[Collected data]
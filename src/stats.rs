use serde::Serialize;

/// Arithmetic mean; 0.0 for an empty slice.
pub fn mean(values: &[f64]) -> f64 {
    if values.is_empty() {
        return 0.0;
    }
    values.iter().sum::<f64>() / values.len() as f64
}

/// Population standard deviation (n denominator); 0.0 for fewer than 2 samples.
pub fn population_std(values: &[f64]) -> f64 {
    if values.len() < 2 {
        return 0.0;
    }
    let m = mean(values);
    let var = values.iter().map(|v| (v - m) * (v - m)).sum::<f64>() / values.len() as f64;
    var.sqrt()
}

/// Sample standard deviation (n-1 denominator); 0.0 for fewer than 2 samples.
///
/// Used by the deviation scorer: a group with a single comparable card has
/// no cross-card spread, and the caller treats 0.0 as the neutral case.
pub fn sample_std(values: &[f64]) -> f64 {
    if values.len() < 2 {
        return 0.0;
    }
    let m = mean(values);
    let var = values.iter().map(|v| (v - m) * (v - m)).sum::<f64>() / (values.len() - 1) as f64;
    var.sqrt()
}

/// Quantile with linear interpolation between closest ranks.
///
/// `q` is in [0, 1]. Returns 0.0 for an empty slice.
pub fn percentile(values: &[f64], q: f64) -> f64 {
    if values.is_empty() {
        return 0.0;
    }
    let mut sorted = values.to_vec();
    sorted.sort_by(|a, b| a.partial_cmp(b).unwrap_or(std::cmp::Ordering::Equal));
    let pos = q.clamp(0.0, 1.0) * (sorted.len() - 1) as f64;
    let lower = pos.floor() as usize;
    let frac = pos - lower as f64;
    if lower + 1 < sorted.len() {
        sorted[lower] + frac * (sorted[lower + 1] - sorted[lower])
    } else {
        sorted[lower]
    }
}

/// Five-number summary plus mean, as surfaced wherever a distribution is shown.
#[derive(Debug, Clone, Copy, PartialEq, Serialize)]
pub struct FiveNumber {
    pub min: f64,
    pub q1: f64,
    pub median: f64,
    pub q3: f64,
    pub max: f64,
    pub mean: f64,
}

/// Boxplot statistics for a sample list.
///
/// A distribution needs at least 2 samples to be meaningful; below that the
/// summary is absent rather than a degenerate computed value.
pub fn five_number_summary(values: &[f64]) -> Option<FiveNumber> {
    if values.len() < 2 {
        return None;
    }
    let mut sorted = values.to_vec();
    sorted.sort_by(|a, b| a.partial_cmp(b).unwrap_or(std::cmp::Ordering::Equal));
    Some(FiveNumber {
        min: sorted[0],
        q1: percentile(&sorted, 0.25),
        median: percentile(&sorted, 0.50),
        q3: percentile(&sorted, 0.75),
        max: sorted[sorted.len() - 1],
        mean: mean(&sorted),
    })
}

#[cfg(test)]
mod tests {
    use super::*;

    #[test]
    fn mean_of_empty_is_zero() {
        assert_eq!(mean(&[]), 0.0);
    }

    #[test]
    fn sample_std_needs_two_points() {
        assert_eq!(sample_std(&[5.0]), 0.0);
        assert!(sample_std(&[1.0, 3.0]) > 0.0);
    }

    #[test]
    fn percentile_interpolates_linearly() {
        let xs = [1.0, 2.0, 3.0, 4.0];
        assert_eq!(percentile(&xs, 0.5), 2.5);
        assert_eq!(percentile(&xs, 0.25), 1.75);
        assert_eq!(percentile(&xs, 0.0), 1.0);
        assert_eq!(percentile(&xs, 1.0), 4.0);
    }

    #[test]
    fn boxplot_absent_below_two_samples() {
        assert!(five_number_summary(&[]).is_none());
        assert!(five_number_summary(&[7.0]).is_none());
        let s = five_number_summary(&[1.0, 3.0]).unwrap();
        assert_eq!(s.min, 1.0);
        assert_eq!(s.max, 3.0);
        assert_eq!(s.median, 2.0);
    }
}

Problem details. Give back the lines of the data exactly as they are written, from the first line through the line containing "(n denominator); 0.0 for fewer than 2 samples.".

Finished exercise.
filename src/stats.rs
use serde::Serialize;

/// Arithmetic mean; 0.0 for an empty slice.
pub fn mean(values: &[f64]) -> f64 {
    if values.is_empty() {
        return 0.0;
    }
    values.iter().sum::<f64>() / values.len() as f64
}

/// Population standard deviation (n denominator); 0.0 for fewer than 2 samples.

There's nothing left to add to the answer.